Collected data:
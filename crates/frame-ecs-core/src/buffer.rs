//! A per-component-type byte buffer with an append/commit protocol.
//!
//! A flat, growable region of raw bytes sized to one component type. Every
//! access goes through a borrow of `&mut ComponentBuffer`, so Rust's borrow
//! checker already enforces the "a forced grow invalidates prior write
//! slices" rule for free -- no raw pointers or `unsafe` are needed.

use tracing::warn;

use crate::component::ComponentTypeId;

/// Default growth multiplier applied when the uncommitted region is too
/// small and a buffer must be reallocated mid-frame.
pub const DEFAULT_REALLOC_MULT: f64 = 2.5;

/// A growable, type-erased byte buffer for one component type.
///
/// Invariant: `data.len() == allocated_components() * component_size`.
/// Invariant: `committed_components * component_size == committed_bytes()`.
#[derive(Debug)]
pub struct ComponentBuffer {
    type_id: ComponentTypeId,
    component_size: usize,
    committed_components: usize,
    data: Vec<u8>,
    realloc_mult: f64,
    enabled: bool,
    /// Number of forced-grow events since the buffer was created; exposed
    /// for diagnostics/tests, not part of the public contract.
    grow_events: usize,
}

impl ComponentBuffer {
    /// Construct a disabled buffer; call [`enable`](Self::enable) before use.
    pub fn new() -> Self {
        Self {
            type_id: crate::component::NULL_TYPE,
            component_size: 0,
            committed_components: 0,
            data: Vec::new(),
            realloc_mult: DEFAULT_REALLOC_MULT,
            enabled: false,
            grow_events: 0,
        }
    }

    /// One-shot setup. Panics if already enabled.
    pub fn enable(&mut self, type_id: ComponentTypeId, component_size: usize) {
        assert!(!self.enabled, "ComponentBuffer already enabled");
        self.type_id = type_id;
        self.component_size = component_size;
        self.enabled = true;
    }

    /// Override the growth multiplier (must stay > 1.0 to make progress).
    pub fn set_realloc_mult(&mut self, mult: f64) {
        assert!(mult > 1.0, "realloc_mult must be > 1.0");
        self.realloc_mult = mult;
    }

    /// Number of components currently committed.
    #[inline]
    pub fn committed_components(&self) -> usize {
        self.committed_components
    }

    /// Number of components the current allocation can hold.
    #[inline]
    pub fn allocated_components(&self) -> usize {
        if self.component_size == 0 {
            0
        } else {
            self.data.len() / self.component_size
        }
    }

    #[inline]
    fn committed_bytes(&self) -> usize {
        self.committed_components * self.component_size
    }

    /// How many forced-grow events this buffer has undergone.
    pub fn grow_event_count(&self) -> usize {
        self.grow_events
    }

    /// Byte size of one component of this buffer's type.
    #[inline]
    pub fn component_size(&self) -> usize {
        self.component_size
    }

    /// Reserve space for at least `min_components`, without logging a
    /// warning -- this is the deliberate preallocation path, distinct from
    /// the forced-grow path taken when a writer runs out of room mid-frame.
    pub fn preallocate(&mut self, min_components: usize) {
        if self.allocated_components() < min_components {
            self.grow_to(min_components);
        }
    }

    fn grow_to(&mut self, new_allocated_components: usize) {
        let new_len = new_allocated_components * self.component_size;
        self.data.resize(new_len, 0);
    }

    /// The `[committed_bytes, allocated_bytes)` scratch region.
    pub fn uncommitted_space(&mut self) -> &mut [u8] {
        let start = self.committed_bytes();
        &mut self.data[start..]
    }

    /// Like [`uncommitted_space`](Self::uncommitted_space), but grows the
    /// buffer first if fewer than `min_components` fit in the current
    /// scratch region. Logs a warning once per growth event.
    pub fn force_uncommitted_space(&mut self, min_components: usize) -> &mut [u8] {
        let available = self.allocated_components() - self.committed_components;
        if available < min_components {
            let old_allocated = self.allocated_components();
            let grown = ((old_allocated as f64) * self.realloc_mult) as usize;
            let new_allocated = grown.max(self.committed_components + min_components);
            warn!(
                component_type = self.type_id.0,
                old_allocated_components = old_allocated,
                new_allocated_components = new_allocated,
                "component buffer reallocated mid-frame; prior write slices are invalidated. \
                 Consider raising min_prealloc/min_prealloc_per_entity for this type."
            );
            self.grow_to(new_allocated);
            self.grow_events += 1;
        }
        self.uncommitted_space()
    }

    /// Advance the committed count by `n`. Panics if that would exceed the
    /// current allocation.
    pub fn commit(&mut self, n: usize) {
        assert!(
            self.committed_components + n <= self.allocated_components(),
            "commit({}) exceeds allocated components ({} committed, {} allocated)",
            n,
            self.committed_components,
            self.allocated_components()
        );
        self.committed_components += n;
    }

    /// Copy a single prebuilt component into the buffer and commit it.
    pub fn add_component(&mut self, raw: &[u8]) {
        assert_eq!(raw.len(), self.component_size, "component size mismatch");
        let dst = self.force_uncommitted_space(1);
        dst[..raw.len()].copy_from_slice(raw);
        self.commit(1);
    }

    /// The committed region, read-only.
    pub fn committed_space(&self) -> &[u8] {
        &self.data[..self.committed_bytes()]
    }

    /// Mutable access to the committed region (used by processes that
    /// overwrite components in place rather than appending, e.g. a
    /// future-buffer writer revisiting its own just-written slot).
    pub fn committed_space_mut(&mut self) -> &mut [u8] {
        let end = self.committed_bytes();
        &mut self.data[..end]
    }

    /// Zero all bytes and reset the committed count to 0. Called on the
    /// future buffer at the start of every frame.
    pub fn reset(&mut self) {
        self.data.iter_mut().for_each(|b| *b = 0);
        self.committed_components = 0;
    }
}

impl Default for ComponentBuffer {
    fn default() -> Self {
        Self::new()
    }
}

#[cfg(test)]
mod tests {
    use super::*;
    use crate::component::ComponentTypeId;

    fn enabled_buffer(component_size: usize) -> ComponentBuffer {
        let mut buf = ComponentBuffer::new();
        buf.enable(ComponentTypeId(40), component_size);
        buf
    }

    #[test]
    fn commit_tracks_count() {
        let mut buf = enabled_buffer(4);
        buf.preallocate(10);
        let slice = buf.force_uncommitted_space(3);
        slice[0..4].copy_from_slice(&1i32.to_ne_bytes());
        buf.commit(1);
        assert_eq!(buf.committed_components(), 1);
        assert_eq!(buf.committed_space().len(), 4);
    }

    #[test]
    #[should_panic(expected = "exceeds allocated")]
    fn commit_beyond_allocated_panics() {
        let mut buf = enabled_buffer(4);
        buf.preallocate(1);
        buf.commit(2);
    }

    #[test]
    fn forced_grow_preserves_committed_data() {
        let mut buf = enabled_buffer(4);
        buf.preallocate(1);
        buf.add_component(&42i32.to_ne_bytes());
        assert_eq!(buf.grow_event_count(), 0);
        // No room left; this should trigger a grow event.
        buf.add_component(&7i32.to_ne_bytes());
        assert_eq!(buf.grow_event_count(), 1);
        let first: [u8; 4] = buf.committed_space()[0..4].try_into().unwrap();
        assert_eq!(i32::from_ne_bytes(first), 42);
        let second: [u8; 4] = buf.committed_space()[4..8].try_into().unwrap();
        assert_eq!(i32::from_ne_bytes(second), 7);
    }

    #[test]
    fn reset_zeroes_and_clears_committed() {
        let mut buf = enabled_buffer(4);
        buf.preallocate(4);
        buf.add_component(&99i32.to_ne_bytes());
        buf.reset();
        assert_eq!(buf.committed_components(), 0);
        assert!(buf.committed_space().is_empty());
        // Uncommitted region is zeroed too.
        let scratch = buf.uncommitted_space();
        assert!(scratch.iter().all(|&b| b == 0));
    }

    #[test]
    fn sum_counts_equals_committed() {
        let mut buf = enabled_buffer(4);
        buf.preallocate(4);
        for i in 0..4i32 {
            buf.add_component(&i.to_ne_bytes());
        }
        assert_eq!(buf.committed_components(), 4);
        assert_eq!(buf.grow_event_count(), 0);
    }
}
//! Entity identifiers and allocation.
//!
//! An [`EntityId`] is a plain 32-bit handle. Unlike a generational ID, it
//! carries no recycling information: per the data model, IDs are issued by a
//! monotonic counter and are never reused within a run, so staleness can
//! only mean "never allocated" or "not alive in this state", never "index
//! reused by someone else".

use std::fmt;

/// Sentinel value reserved to mean "no entity".
pub const NULL_ENTITY: u32 = u32::MAX;

/// A 32-bit entity identifier. `EntityId::NULL` is reserved and never
/// allocated.
#[derive(Clone, Copy, PartialEq, Eq, PartialOrd, Ord, Hash, serde::Serialize, serde::Deserialize)]
pub struct EntityId(u32);

impl EntityId {
    /// The reserved null entity ID.
    pub const NULL: EntityId = EntityId(NULL_ENTITY);

    /// Wrap a raw ID. Does not validate liveness.
    #[inline]
    pub fn from_raw(raw: u32) -> Self {
        Self(raw)
    }

    /// The raw `u32` value.
    #[inline]
    pub fn raw(self) -> u32 {
        self.0
    }

    /// Whether this is the reserved null ID.
    #[inline]
    pub fn is_null(self) -> bool {
        self.0 == NULL_ENTITY
    }
}

impl fmt::Debug for EntityId {
    fn fmt(&self, f: &mut fmt::Formatter<'_>) -> fmt::Result {
        if self.is_null() {
            write!(f, "EntityId(null)")
        } else {
            write!(f, "EntityId({})", self.0)
        }
    }
}

impl fmt::Display for EntityId {
    fn fmt(&self, f: &mut fmt::Formatter<'_>) -> fmt::Result {
        fmt::Debug::fmt(self, f)
    }
}

/// Issues monotonically increasing [`EntityId`]s starting at 1. Never
/// recycles an index within the lifetime of the allocator.
#[derive(Debug)]
pub struct EntityIdAllocator {
    next: u32,
}

impl EntityIdAllocator {
    /// Create a fresh allocator; the first ID it issues is `1`.
    pub fn new() -> Self {
        Self { next: 1 }
    }

    /// Allocate the next ID.
    ///
    /// # Panics
    ///
    /// Panics if the counter would wrap into the reserved null value. This
    /// is a programming fault (the run has created `u32::MAX - 1` entities).
    pub fn allocate(&mut self) -> EntityId {
        assert!(
            self.next != NULL_ENTITY,
            "entity ID space exhausted (this is a programming fault, not a runtime condition)"
        );
        let id = EntityId(self.next);
        self.next += 1;
        id
    }
}

impl Default for EntityIdAllocator {
    fn default() -> Self {
        Self::new()
    }
}

#[cfg(test)]
mod tests {
    use super::*;

    #[test]
    fn first_id_is_one() {
        let mut alloc = EntityIdAllocator::new();
        assert_eq!(alloc.allocate().raw(), 1);
        assert_eq!(alloc.allocate().raw(), 2);
    }

    #[test]
    fn ids_never_repeat() {
        let mut alloc = EntityIdAllocator::new();
        let mut seen = std::collections::HashSet::new();
        for _ in 0..10_000 {
            let id = alloc.allocate();
            assert!(seen.insert(id.raw()), "ID {} issued twice", id.raw());
        }
    }

    #[test]
    fn null_is_reserved_and_distinct() {
        let mut alloc = EntityIdAllocator::new();
        let id = alloc.allocate();
        assert!(!id.is_null());
        assert!(EntityId::NULL.is_null());
        assert_ne!(id, EntityId::NULL);
    }
}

• _PROBLEM STATEMENT_: Taking the entries above, restate exactly those lines that fall between the line with "pub fn enable(&mut" and the line with "to make progress).", keeping both of those lines too.

• _EXPECTED ANSWER_:
    pub fn enable(&mut self, type_id: ComponentTypeId, component_size: usize) {
        assert!(!self.enabled, "ComponentBuffer already enabled");
        self.type_id = type_id;
        self.component_size = component_size;
        self.enabled = true;
    }

    /// Override the growth multiplier (must stay > 1.0 to make progress).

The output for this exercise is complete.